**Activity**. Take the lines below from the first through the one that contains "invalid value found." and copy them exactly.

----- Data for analysis -----

//! Configuration management for memtriage

mod io;
mod types;

pub use types::*;

use anyhow::Result;
use std::path::{Path, PathBuf};
use std::sync::Arc;
use std::time::Duration;

use crate::analysis::{HeuristicTokenCounter, ProcessorConfig, RetryPolicy, StageConfig};
use crate::pipeline::TransitionPolicy;

impl Settings {
    /// Get the config file path (~/.config/memtriage/config.toml)
    pub fn config_path() -> Result<PathBuf> {
        io::config_path()
    }

    /// Get the config directory path (~/.config/memtriage)
    pub fn config_dir() -> Result<PathBuf> {
        io::config_dir()
    }

    /// Load configuration from the default path, or return defaults if not found
    pub fn load() -> Result<Self> {
        io::load_from(&io::config_path()?)
    }

    /// Load configuration from `path`, or return defaults if not found
    pub fn load_from(path: &Path) -> Result<Self> {
        io::load_from(path)
    }

    /// Save configuration to the default path
    pub fn save(&self) -> Result<()> {
        io::save_to(self, &io::config_path()?)
    }

    pub fn save_to(&self, path: &Path) -> Result<()> {
        io::save_to(self, path)
    }

    /// Validate configuration values.
    ///
    /// Returns `Ok(())` if all values are within acceptable bounds,
    /// or an error describing the first invalid value found.
    pub fn validate(&self) -> Result<(), String> {
        let analysis = &self.analysis;
        if analysis.max_chunk_tokens == 0 {
            return Err("analysis.max_chunk_tokens must be > 0".to_string());
        }
        if !analysis.chars_per_token.is_finite() || analysis.chars_per_token <= 0.0 {
            return Err(format!(
                "analysis.chars_per_token {} must be a positive number",
                analysis.chars_per_token
            ));
        }
        if analysis.concurrency == 0 {
            return Err("analysis.concurrency must be > 0".to_string());
        }
        if analysis.concurrency > 32 {
            return Err(format!(
                "analysis.concurrency {} exceeds maximum (32)",
                analysis.concurrency
            ));
        }
        if analysis.call_timeout_secs == 0 {
            return Err("analysis.call_timeout_secs must be > 0".to_string());
        }
        if analysis.call_timeout_secs > 3600 {
            return Err(format!(
                "analysis.call_timeout_secs {} exceeds maximum (3600s)",
                analysis.call_timeout_secs
            ));
        }

        let retry = &self.retry;
        if retry.max_attempts == 0 {
            return Err("retry.max_attempts must be > 0".to_string());
        }
        if retry.base_delay_ms > retry.max_delay_ms {
            return Err(format!(
                "retry.base_delay_ms {} exceeds retry.max_delay_ms {}",
                retry.base_delay_ms, retry.max_delay_ms
            ));
        }
        if !(0.0..=1.0).contains(&retry.jitter_ratio) {
            return Err(format!(
                "retry.jitter_ratio {} must be between 0.0 and 1.0",
                retry.jitter_ratio
            ));
        }

        let pipeline = &self.pipeline;
        if !(0.0..=10.0).contains(&pipeline.threat_threshold) {
            return Err(format!(
                "pipeline.threat_threshold {} must be between 0 and 10",
                pipeline.threat_threshold
            ));
        }
        if !(0.0..=1.0).contains(&pipeline.confidence_floor) {
            return Err(format!(
                "pipeline.confidence_floor {} must be between 0.0 and 1.0",
                pipeline.confidence_floor
            ));
        }
        Ok(())
    }

    /// Expand ~ in the evidence directory path
    pub fn evidence_directory(&self) -> PathBuf {
        let dir = &self.storage.evidence_directory;
        if let Some(stripped) = dir.strip_prefix("~/") {
            if let Some(home) = dirs::home_dir() {
                return home.join(stripped);
            }
        }
        PathBuf::from(dir)
    }

    pub fn retry_policy(&self) -> RetryPolicy {
        RetryPolicy::new(
            self.retry.max_attempts,
            Duration::from_millis(self.retry.base_delay_ms),
            Duration::from_millis(self.retry.max_delay_ms),
            self.retry.jitter_ratio,
        )
    }

    pub fn stage_config(&self) -> StageConfig {
        StageConfig {
            max_chunk_tokens: self.analysis.max_chunk_tokens,
            processor: ProcessorConfig {
                concurrency_limit: self.analysis.concurrency,
                call_timeout: Duration::from_secs(self.analysis.call_timeout_secs),
                retry: self.retry_policy(),
            },
        }
    }

    pub fn token_counter(&self) -> Arc<HeuristicTokenCounter> {
        Arc::new(HeuristicTokenCounter::new(self.analysis.chars_per_token))
    }

    pub fn transition_policy(&self) -> TransitionPolicy {
        TransitionPolicy {
            max_retries: self.pipeline.max_retries,
            threat_threshold: self.pipeline.threat_threshold,
            confidence_floor: self.pipeline.confidence_floor,
            escalate_on_severity: self.pipeline.escalate_on_severity,
        }
    }
}
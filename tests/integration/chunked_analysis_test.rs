//! Integration tests for chunked, resumable analysis

use std::fs;
use std::sync::atomic::{AtomicUsize, Ordering};
use std::sync::Arc;
use std::time::Duration;

use memtriage::analysis::{
    AnalysisError, AnalysisKind, AnalysisMode, AnalysisStage, AnalyzerError, CombinedRecord,
    PrepareOutcome, ProgressReporter, Severity,
};
use tempfile::TempDir;

use super::helpers::{
    assessment, case, chunk_sequence, corpus_lines, finding, rate_limited, stage, MockAnalyzer,
};

fn chunk_dir(temp: &TempDir) -> std::path::PathBuf {
    AnalysisStage::chunk_dir(temp.path(), AnalysisKind::Triage)
}

// ============================================
// Chunking and combination
// ============================================

#[test]
#[cfg_attr(miri, ignore)]
fn oversized_corpus_is_chunked_persisted_and_combined() {
    let temp = TempDir::new().unwrap();
    let analyzer = MockAnalyzer::by_sequence();

    let outcome = stage()
        .run(&corpus_lines(25), temp.path(), AnalysisKind::Triage, &case(), &analyzer)
        .unwrap();

    assert_eq!(
        outcome.mode,
        AnalysisMode::Chunked {
            prepare: PrepareOutcome::Written,
            reused: 0
        }
    );
    assert_eq!(outcome.total_chunks, 5);
    assert_eq!(outcome.analyzed_chunks(), 5);
    assert_eq!(outcome.combined.threat_score, 4.0);
    assert_eq!(outcome.combined.max_score_source_index, Some(4));
    assert_eq!(outcome.combined.source_sequence_numbers, vec![0, 1, 2, 3, 4]);
    assert!((outcome.combined.confidence - 0.5).abs() < 1e-9);

    let dir = chunk_dir(&temp);
    assert!(dir.join("chunks_metadata.json").exists());
    for seq in 0..5 {
        assert!(dir.join(format!("chunk_{:06}.txt", seq)).exists());
        assert!(dir.join("results").join(format!("chunk_{:06}.json", seq)).exists());
    }

    let mut rejoined = String::new();
    for seq in 0..5 {
        rejoined.push_str(&fs::read_to_string(dir.join(format!("chunk_{:06}.txt", seq))).unwrap());
    }
    assert_eq!(rejoined, corpus_lines(25));
}

#[test]
#[cfg_attr(miri, ignore)]
fn analyzer_sees_chunk_positions() {
    let temp = TempDir::new().unwrap();
    let analyzer = MockAnalyzer::new(|_, request, _| {
        let position = request.position.expect("chunked calls carry a position");
        assert_eq!(position.total_chunks, 3);
        assert_eq!(request.case.case_id, "case-42");
        Ok(assessment(1.0, 0.9))
    });

    stage()
        .run(&corpus_lines(15), temp.path(), AnalysisKind::Triage, &case(), &analyzer)
        .unwrap();

    let mut positions = analyzer.positions();
    positions.sort();
    assert_eq!(positions, vec![Some(0), Some(1), Some(2)]);
}

#[test]
#[cfg_attr(miri, ignore)]
fn combined_record_is_archived() {
    let temp = TempDir::new().unwrap();
    let analyzer = MockAnalyzer::new(|_, request, _| {
        let mut a = assessment(6.0, 0.8);
        a.findings = vec![finding(
            &format!("hollowed process in chunk {}", chunk_sequence(request).unwrap()),
            Severity::High,
        )];
        Ok(a)
    });

    let outcome = stage()
        .run(&corpus_lines(10), temp.path(), AnalysisKind::Triage, &case(), &analyzer)
        .unwrap();

    let record_path = outcome.record_path.as_ref().unwrap();
    assert!(record_path.starts_with(temp.path().join("analysis_results")));
    let name = record_path.file_name().unwrap().to_string_lossy().to_string();
    assert!(name.starts_with("triage_analysis_"), "{}", name);

    let record: CombinedRecord =
        serde_json::from_str(&fs::read_to_string(record_path).unwrap()).unwrap();
    assert_eq!(record.kind, AnalysisKind::Triage);
    assert_eq!(record.total_chunks, 2);
    assert_eq!(record.analyzed_chunks, 2);
    assert!(record.failed_sequence_numbers.is_empty());
    assert_eq!(record.result, outcome.combined);
    assert_eq!(record.result.findings.len(), 2);
    assert_eq!(record.result.highest_severity(), Some(Severity::High));
}

#[test]
#[cfg_attr(miri, ignore)]
fn deeper_pass_uses_its_own_chunk_directory() {
    let temp = TempDir::new().unwrap();
    let analyzer = MockAnalyzer::constant(3.0, 0.9);

    let outcome = stage()
        .run(&corpus_lines(10), temp.path(), AnalysisKind::Deeper, &case(), &analyzer)
        .unwrap();

    assert!(temp.path().join("deeper_analysis_chunks/chunks_metadata.json").exists());
    assert!(!temp.path().join("analysis_chunks").exists());
    let name = outcome
        .record_path
        .as_ref()
        .and_then(|p| p.file_name())
        .unwrap()
        .to_string_lossy()
        .to_string();
    assert!(name.starts_with("deeper_analysis_"));
}

#[test]
#[cfg_attr(miri, ignore)]
fn archive_failure_keeps_combined_result() {
    let temp = TempDir::new().unwrap();
    // A file where the archive directory belongs makes every archive write fail
    fs::write(temp.path().join("analysis_results"), "not a directory").unwrap();
    let analyzer = MockAnalyzer::by_sequence();

    let outcome = stage()
        .run(&corpus_lines(15), temp.path(), AnalysisKind::Triage, &case(), &analyzer)
        .unwrap();

    assert!(outcome.record_path.is_none());
    assert_eq!(outcome.combined.source_chunk_count, 3);
    assert_eq!(outcome.combined.threat_score, 2.0);
    assert!(chunk_dir(&temp).join("results").join("chunk_000002.json").exists());
}

// ============================================
// Resumability
// ============================================

#[test]
#[cfg_attr(miri, ignore)]
fn rerun_reuses_every_persisted_result() {
    let temp = TempDir::new().unwrap();
    let analyzer = MockAnalyzer::by_sequence();
    let corpus = corpus_lines(25);

    let first = stage()
        .run(&corpus, temp.path(), AnalysisKind::Triage, &case(), &analyzer)
        .unwrap();
    assert_eq!(analyzer.call_count(), 5);

    let second = stage()
        .run(&corpus, temp.path(), AnalysisKind::Triage, &case(), &analyzer)
        .unwrap();

    assert_eq!(analyzer.call_count(), 5, "no chunk may be analyzed twice");
    assert_eq!(
        second.mode,
        AnalysisMode::Chunked {
            prepare: PrepareOutcome::Reused,
            reused: 5
        }
    );
    assert_eq!(first.combined, second.combined);
    assert_eq!(second.usage.as_ref().unwrap().reused_chunks, 5);
    assert_eq!(second.usage.as_ref().unwrap().tokens_sent, 0);
}

#[test]
#[cfg_attr(miri, ignore)]
fn failed_chunk_is_resumed_on_rerun() {
    let temp = TempDir::new().unwrap();
    let corpus = corpus_lines(25);

    let flaky = MockAnalyzer::new(|_, request, _| match chunk_sequence(request) {
        Some(2) => Err(AnalyzerError::Failed("model returned garbage".to_string())),
        Some(seq) => Ok(assessment(seq as f64, 0.5)),
        None => unreachable!(),
    });
    let first = stage()
        .run(&corpus, temp.path(), AnalysisKind::Triage, &case(), &flaky)
        .unwrap();

    assert_eq!(first.combined.source_chunk_count, 4);
    assert_eq!(first.combined.source_sequence_numbers, vec![0, 1, 3, 4]);
    assert_eq!(first.failed_sequence_numbers(), vec![2]);
    assert_eq!(flaky.calls_for(2), 1, "permanent errors are not retried");
    assert!(matches!(
        first.failures[0].error,
        AnalysisError::ChunkFailed { sequence_number: 2, .. }
    ));

    let healthy = MockAnalyzer::by_sequence();
    let second = stage()
        .run(&corpus, temp.path(), AnalysisKind::Triage, &case(), &healthy)
        .unwrap();

    assert_eq!(healthy.call_count(), 1);
    assert_eq!(healthy.calls_for(2), 1);
    assert_eq!(second.combined.source_chunk_count, 5);
    assert!(second.failures.is_empty());

    // Same corpus analyzed in one uninterrupted run
    let baseline_dir = TempDir::new().unwrap();
    let uninterrupted = stage()
        .run(
            &corpus,
            baseline_dir.path(),
            AnalysisKind::Triage,
            &case(),
            &MockAnalyzer::by_sequence(),
        )
        .unwrap();
    assert_eq!(second.combined, uninterrupted.combined);
}

#[test]
#[cfg_attr(miri, ignore)]
fn corrupt_result_file_is_reported_and_reanalyzed() {
    let temp = TempDir::new().unwrap();
    let analyzer = MockAnalyzer::by_sequence();
    let corpus = corpus_lines(15);

    stage()
        .run(&corpus, temp.path(), AnalysisKind::Triage, &case(), &analyzer)
        .unwrap();
    let corrupt = chunk_dir(&temp).join("results").join("chunk_000001.json");
    fs::write(&corrupt, "{\"sequence_number\": 1, \"threat_sc").unwrap();

    let outcome = stage()
        .run(&corpus, temp.path(), AnalysisKind::Triage, &case(), &analyzer)
        .unwrap();

    assert_eq!(analyzer.calls_for(1), 2);
    assert_eq!(analyzer.calls_for(0), 1);
    assert_eq!(outcome.skipped_results.len(), 1);
    assert_eq!(outcome.skipped_results[0].path, corrupt);
    assert_eq!(outcome.combined.source_chunk_count, 3);
}
//! Non-blocking sleep for both targets.

/// Suspends the current task for `ms` milliseconds without blocking the
/// event loop.
pub async fn sleep_ms(ms: u64) {
    #[cfg(target_arch = "wasm32")]
    gloo_timers::future::TimeoutFuture::new(ms as u32).await;

    #[cfg(not(target_arch = "wasm32"))]
    tokio::time::sleep(std::time::Duration::from_millis(ms)).await;
}
//! MediScan - drug identification front-end core.
//!
//! Platform-agnostic logic behind the MediScan UI: the debounced search
//! state machine, the upload intake controller, the staged analysis
//! pipeline, and the HTTP client for the external drug catalog service.
//!
//! # Architecture
//!
//! - **Search**: trailing-edge debounce with generation tickets, so the UI
//!   layer owns timers and the state machine stays synchronous and testable
//! - **Upload**: MIME validation with a typed accept/reject outcome and a
//!   revocable preview-handle discipline
//! - **Analysis**: fixed stage sequence driving the progress UI, with the
//!   actual inference behind the [`analysis::DrugAnalyzer`] trait
//! - **Catalog**: thin `reqwest` client over the external drug record API
//!
//! The UI crate (`mediscan`) renders these with Dioxus on web and desktop.

pub mod analysis;
pub mod catalog;
pub mod config;
pub mod dates;
pub mod error;
pub mod search;
pub mod upload;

-----

**Task result**.
//! Configuration management for memtriage

mod io;
mod types;

pub use types::*;

use anyhow::Result;
use std::path::{Path, PathBuf};
use std::sync::Arc;
use std::time::Duration;

use crate::analysis::{HeuristicTokenCounter, ProcessorConfig, RetryPolicy, StageConfig};
use crate::pipeline::TransitionPolicy;

impl Settings {
    /// Get the config file path (~/.config/memtriage/config.toml)
    pub fn config_path() -> Result<PathBuf> {
        io::config_path()
    }

    /// Get the config directory path (~/.config/memtriage)
    pub fn config_dir() -> Result<PathBuf> {
        io::config_dir()
    }

    /// Load configuration from the default path, or return defaults if not found
    pub fn load() -> Result<Self> {
        io::load_from(&io::config_path()?)
    }

    /// Load configuration from `path`, or return defaults if not found
    pub fn load_from(path: &Path) -> Result<Self> {
        io::load_from(path)
    }

    /// Save configuration to the default path
    pub fn save(&self) -> Result<()> {
        io::save_to(self, &io::config_path()?)
    }

    pub fn save_to(&self, path: &Path) -> Result<()> {
        io::save_to(self, path)
    }

    /// Validate configuration values.
    ///
    /// Returns `Ok(())` if all values are within acceptable bounds,
    /// or an error describing the first invalid value found.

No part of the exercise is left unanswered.